PS. I have created an excel file that does the scale conversion. So I am sharing the sheet in OneDrive. (http://1drv.ms/1NIekGo) If you can check my calculations and values, that I'd also be really helpful to me. Thanks for any help.

  • 2
    $\begingroup$ Don't scale down anything, but do what NASA does: ilrs.gsfc.nasa.gov/docs/2014/196C.pdf, and use distances in astronomical units (AU), time in seconds, and masses in relative proportion to each other, not in kg. $\endgroup$
    – user21
    Commented Sep 22, 2015 at 1:47
  • $\begingroup$ @barrycarter So which G constant format should I use in the F = GMM/r^2 equation? I mean if I use mass in relative proportions and lengths in AU, usual G consant units become obsolete. I need to convert it, but how do I do it with relative mass values? $\endgroup$
    – OldBerkay
    Commented Sep 23, 2015 at 19:24
  • 2
    $\begingroup$ Are you clear on how unit conversion works? For example, if you're given the value of the gravitational constant in units of meters^3 / (kilograms * seconds^2), would you know how to convert that to the value of the gravitation constant in units of AU^3 / (Earth masses * years^2)? $\endgroup$
    – Hypnosifl
    Commented Apr 14, 2016 at 17:20

3 Answers 3


As barrycarter mentioned in his comment, you should be more concerned with units and less with scale.

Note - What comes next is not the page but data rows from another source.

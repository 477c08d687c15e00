//! Category/Template Index.
//!
//! Groups the scanner's flat listing under category labels with one
//! canonical ordering: the uncategorized group (empty label) first, the
//! remaining categories alphabetically, and templates alphabetically by
//! display name within each group. The sort happens once at build time;
//! both rendering and cursor navigation consume the built index, so the two
//! can never disagree.
//!
//! "Alphabetical" is Unicode case-folded comparison with the raw label as
//! tie-break. It is deterministic across platforms, which matters more here
//! than matching any particular system locale.

use std::cmp::Ordering;
use std::collections::BTreeMap;

use crate::scan::ScannedTemplate;
use crate::settings::VaultSettings;
use crate::vault::file_stem;

/// One entry of the built index.
#[derive(Debug, Clone, PartialEq, Eq)]
pub struct TemplateRef {
    pub path: String,
    pub name: String,
}

/// One category with its ordered templates.
#[derive(Debug, Clone)]
pub struct CategoryGroup {
    pub label: String,
    pub templates: Vec<TemplateRef>,
}

/// Immutable, fully sorted view of the scanned templates.
#[derive(Debug, Clone, Default)]
pub struct TemplateIndex {
    categories: Vec<CategoryGroup>,
}

/// Canonical label comparator used for categories and display names.
pub fn compare_labels(a: &str, b: &str) -> Ordering {
    let folded_a = a.to_lowercase();
    let folded_b = b.to_lowercase();
    folded_a.cmp(&folded_b).then_with(|| a.cmp(b))
}

impl TemplateIndex {
    /// Builds the index from a scan listing. Display names come from the
    /// settings records, falling back to the file stem for paths the store
    /// has not seen.
    pub fn build(listing: &[ScannedTemplate], settings: &VaultSettings) -> Self {
        let mut groups: BTreeMap<String, Vec<TemplateRef>> = BTreeMap::new();
        for scanned in listing {
            let name = settings
                .templates
                .get(&scanned.path)
                .map(|config| config.name.clone())
                .unwrap_or_else(|| file_stem(&scanned.path).to_string());
            groups.entry(scanned.category.clone()).or_default().push(TemplateRef {
                path: scanned.path.clone(),
                name,
            });
        }

        let mut labels: Vec<String> = groups.keys().cloned().collect();
        labels.sort_by(|a, b| match (a.is_empty(), b.is_empty()) {
            (true, false) => Ordering::Less,
            (false, true) => Ordering::Greater,
            _ => compare_labels(a, b),
        });

        let categories = labels
            .into_iter()
            .map(|label| {
                let mut templates = groups.remove(&label).unwrap_or_default();
                templates.sort_by(|a, b| {
                    compare_labels(&a.name, &b.name).then_with(|| a.path.cmp(&b.path))
                });
                CategoryGroup { label, templates }
            })
            .collect();

        Self { categories }
    }

    pub fn is_empty(&self) -> bool {
        self.categories.is_empty()
    }

    pub fn categories(&self) -> &[CategoryGroup] {
        &self.categories
    }

    pub fn category(&self, index: usize) -> Option<&CategoryGroup> {
        self.categories.get(index)
    }

    pub fn template_at(&self, category: usize, template: usize) -> Option<&TemplateRef> {
        self.categories.get(category)?.templates.get(template)
    }

    pub fn total_templates(&self) -> usize {
        self.categories.iter().map(|c| c.templates.len()).sum()
    }

    /// Position of the template with the given path, if listed.
    pub fn position_of(&self, path: &str) -> Option<(usize, usize)> {
        for (category_index, group) in self.categories.iter().enumerate() {
            if let Some(template_index) =
                group.templates.iter().position(|t| t.path == path)
            {
                return Some((category_index, template_index));
            }
        }
        None
    }
}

Generally, it's best to stick to conventional units that people recognize. (It will keep your head on straight and make it easier for others to review your work.) In astronomy, these are a little different than the standard SI units, since things are—shall we say—big, and numbers get out of hand quickly (as you have noted). Here are some units suggested in the Astronomical system of units Wikipedia page:

  • Time: Day. This is probably not too important, so feel free to use seconds here. (After all, it's only a 5 order of magnitude difference.)
  • Mass: There are several conventions, but the one I've personally seen most is solar masses. Since you're modeling our solar system, it makes a convenient reference.
  • Length: I would definitely use astronomical units. (What an appropriate name!)

If you stick to these units, you should be able to limit error due to rounding and reduce the computational load of large numbers.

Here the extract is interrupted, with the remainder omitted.